TASK OBJECTIVE
Begin at the line containing "warn!(status = %status, message" in the entries below and end at the line containing "impl ExecutionClient for"; transcribe that range exactly and nothing outside it.

# # # # # # #

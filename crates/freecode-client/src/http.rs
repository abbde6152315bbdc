//! HTTP implementation of [`ExecutionClient`].
//!
//! This module provides [`HttpExecutionClient`], which speaks the backend's
//! JSON-over-HTTP contract through reqwest.

use std::time::Duration;

use async_trait::async_trait;
use serde::de::DeserializeOwned;
use serde::Serialize;
use tracing::{debug, instrument, warn};
use url::Url;

use crate::types::{ErrorBody, GenerateRequest, GenerateResponse};
use crate::{
    ClientError, ExecutionClient, HealthStatus, QuestionSet, Result, RunRequest, RunResponse,
    SubmitRequest, SubmitResponse,
};

/// Default timeout for a whole request, generation included.
const DEFAULT_REQUEST_TIMEOUT: Duration = Duration::from_secs(120);

/// Default timeout for establishing a connection.
const DEFAULT_CONNECT_TIMEOUT: Duration = Duration::from_secs(10);

/// Options for constructing an [`HttpExecutionClient`].
///
/// # Example
///
/// ```
/// use std::time::Duration;
/// use freecode_client::ClientOptions;
///
/// let options = ClientOptions::new("http://localhost:5000/api")
///     .with_request_timeout(Duration::from_secs(60))
///     .with_connect_timeout(Duration::from_secs(5));
/// assert_eq!(options.request_timeout, Duration::from_secs(60));
/// ```
#[derive(Debug, Clone)]
pub struct ClientOptions {
    /// Base URL under which the backend's endpoints live.
    pub base_url: String,
    /// Timeout for a whole request.
    pub request_timeout: Duration,
    /// Timeout for establishing a connection.
    pub connect_timeout: Duration,
}

impl ClientOptions {
    /// Creates options for the given base URL with default timeouts.
    #[must_use]
    pub fn new(base_url: impl Into<String>) -> Self {
        Self {
            base_url: base_url.into(),
            request_timeout: DEFAULT_REQUEST_TIMEOUT,
            connect_timeout: DEFAULT_CONNECT_TIMEOUT,
        }
    }

    /// Sets the whole-request timeout.
    #[must_use]
    pub const fn with_request_timeout(mut self, timeout: Duration) -> Self {
        self.request_timeout = timeout;
        self
    }

    /// Sets the connect timeout.
    #[must_use]
    pub const fn with_connect_timeout(mut self, timeout: Duration) -> Self {
        self.connect_timeout = timeout;
        self
    }
}

/// The backend operations, with their endpoint and failure policy.
#[derive(Debug, Clone, Copy, PartialEq, Eq)]
enum Operation {
    Generate,
    Run,
    Submit,
}

impl Operation {
    const fn default_message(self) -> &'static str {
        match self {
            Self::Generate => "Failed to generate questions",
            Self::Run => "Failed to run code",
            Self::Submit => "Failed to submit code",
        }
    }

    fn error(self, message: impl Into<String>) -> ClientError {
        match self {
            Self::Generate => ClientError::generation(message),
            Self::Run | Self::Submit => ClientError::execution(message),
        }
    }
}

/// Resolved endpoint URLs.
#[derive(Debug, Clone)]
struct Endpoints {
    generate: Url,
    run: Url,
    submit: Url,
    health: Url,
}

impl Endpoints {
    fn resolve(base_url: &str) -> Result<Self> {
        let mut base = Url::parse(base_url.trim()).map_err(|e| {
            ClientError::Configuration(format!("invalid base URL '{base_url}': {e}"))
        })?;
        if !matches!(base.scheme(), "http" | "https") {
            return Err(ClientError::Configuration(format!(
                "unsupported URL scheme '{}' in '{base_url}'",
                base.scheme()
            )));
        }
        // Url::join replaces the last path segment unless the path ends in '/'.
        if !base.path().ends_with('/') {
            let path = format!("{}/", base.path());
            base.set_path(&path);
        }
        let join = |endpoint: &str| {
            base.join(endpoint).map_err(|e| {
                ClientError::Configuration(format!("invalid endpoint '{endpoint}': {e}"))
            })
        };
        Ok(Self {
            generate: join("generate-questions")?,
            run: join("run")?,
            submit: join("submit")?,
            health: join("health")?,
        })
    }

    const fn for_operation(&self, operation: Operation) -> &Url {
        match operation {
            Operation::Generate => &self.generate,
            Operation::Run => &self.run,
            Operation::Submit => &self.submit,
        }
    }
}

/// Execution client speaking JSON over HTTP.
///
/// # Example
///
/// ```no_run
/// use freecode_client::{ClientOptions, ExecutionClient, HttpExecutionClient};
///
/// # async fn example() -> Result<(), freecode_client::ClientError> {
/// let client = HttpExecutionClient::new(ClientOptions::new("http://localhost:5000/api"))?;
/// let questions = client.generate_questions("Linked List").await?;
/// println!("Generated {} questions", questions.len());
/// # Ok(())
/// # }
/// ```
#[derive(Debug, Clone)]
pub struct HttpExecutionClient {
    http: reqwest::Client,
    endpoints: Endpoints,
}

impl HttpExecutionClient {
    /// Creates a client from the given options.
    ///
    /// # Errors
    ///
    /// Returns [`ClientError::Configuration`] if the base URL is not an
    /// absolute `http`/`https` URL or the HTTP client cannot be built.
    pub fn new(options: ClientOptions) -> Result<Self> {
        let endpoints = Endpoints::resolve(&options.base_url)?;
        let http = reqwest::Client::builder()
            .timeout(options.request_timeout)
            .connect_timeout(options.connect_timeout)
            .build()
            .map_err(|e| ClientError::Configuration(e.to_string()))?;
        debug!(base_url = %options.base_url, "Execution client configured");
        Ok(Self { http, endpoints })
    }

    /// Probes the backend's health endpoint.
    ///
    /// # Errors
    ///
    /// Returns [`ClientError::Health`] if the backend is unreachable,
    /// answers with a non-success status, or sends an unparseable body.
    #[instrument(skip(self))]
    pub async fn health(&self) -> Result<HealthStatus> {
        let health_error = |message: String| ClientError::Health { message };
        let response = self
            .http
            .get(self.endpoints.health.clone())
            .send()
            .await
            .map_err(|e| health_error(e.to_string()))?;
        let status = response.status();
        if !status.is_success() {
            return Err(health_error(format!("backend answered {status}")));
        }
        let health = response
            .json::<HealthStatus>()
            .await
            .map_err(|e| health_error(e.to_string()))?;
        debug!(status = %health.status, llm_configured = health.llm_configured, "Backend health");
        Ok(health)
    }

    /// Posts `body` to the operation's endpoint and decodes the success body.
    async fn post<B, T>(&self, operation: Operation, body: &B) -> Result<T>
    where
        B: Serialize + Sync + ?Sized,
        T: DeserializeOwned,
    {
        let default_message = operation.default_message();
        let response = self
            .http
            .post(self.endpoints.for_operation(operation).clone())
            .json(body)
            .send()
            .await
            .map_err(|e| operation.error(format!("{default_message}: {e}")))?;

        let status = response.status();
        let bytes = response
            .bytes()
            .await
            .map_err(|e| operation.error(format!("{default_message}: {e}")))?;

        if !status.is_success() {
            let message =
                extract_error_message(&bytes).unwrap_or_else(|| default_message.to_string());
            warn!(status = %status, message = %message, "Backend reported failure");
            return Err(operation.error(message));
        }

        serde_json::from_slice(&bytes).map_err(|e| {
            warn!(error = %e, "Backend sent a malformed success body");
            operation.error(format!("{default_message}: malformed response: {e}"))
        })
    }
}

/// Pulls a non-blank `error` string out of a failure body.
fn extract_error_message(body: &[u8]) -> Option<String> {
    let body: ErrorBody = serde_json::from_slice(body).ok()?;
    body.error.filter(|message| !message.trim().is_empty())
}

#[async_trait]
impl ExecutionClient for HttpExecutionClient {
    #[instrument(skip(self))]
    async fn generate_questions(&self, topic: &str) -> Result<QuestionSet> {
        let response: GenerateResponse = self
            .post(Operation::Generate, &GenerateRequest { topic })
            .await?;
        let questions = QuestionSet::new(response.questions)
            .map_err(|e| Operation::Generate.error(e.to_string()))?;
        debug!(count = questions.len(), "Questions generated");
        Ok(questions)
    }

    #[instrument(
        skip(self, request),
        fields(function = %request.function_name, cases = request.test_cases.len())
    )]
    async fn run(&self, request: &RunRequest) -> Result<RunResponse> {
        let response: RunResponse = self.post(Operation::Run, request).await?;
        debug!(passed = response.passed, total = response.total, "Run completed");
        Ok(response)
    }

    #[instrument(
        skip(self, request),
        fields(
            function = %request.function_name,
            samples = request.sample_test_cases.len(),
            hidden = request.hidden_test_cases.len()
        )
    )]
    async fn submit(&self, request: &SubmitRequest) -> Result<SubmitResponse> {
        let response: SubmitResponse = self.post(Operation::Submit, request).await?;
        debug!(
            passed = response.passed,
            total = response.total,
            accepted = response.accepted,
            "Submission completed"
        );
        Ok(response)
    }
}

# # # # # # #

RESULT
            warn!(status = %status, message = %message, "Backend reported failure");
            return Err(operation.error(message));
        }

        serde_json::from_slice(&bytes).map_err(|e| {
            warn!(error = %e, "Backend sent a malformed success body");
            operation.error(format!("{default_message}: malformed response: {e}"))
        })
    }
}

/// Pulls a non-blank `error` string out of a failure body.
fn extract_error_message(body: &[u8]) -> Option<String> {
    let body: ErrorBody = serde_json::from_slice(body).ok()?;
    body.error.filter(|message| !message.trim().is_empty())
}

#[async_trait]
impl ExecutionClient for HttpExecutionClient {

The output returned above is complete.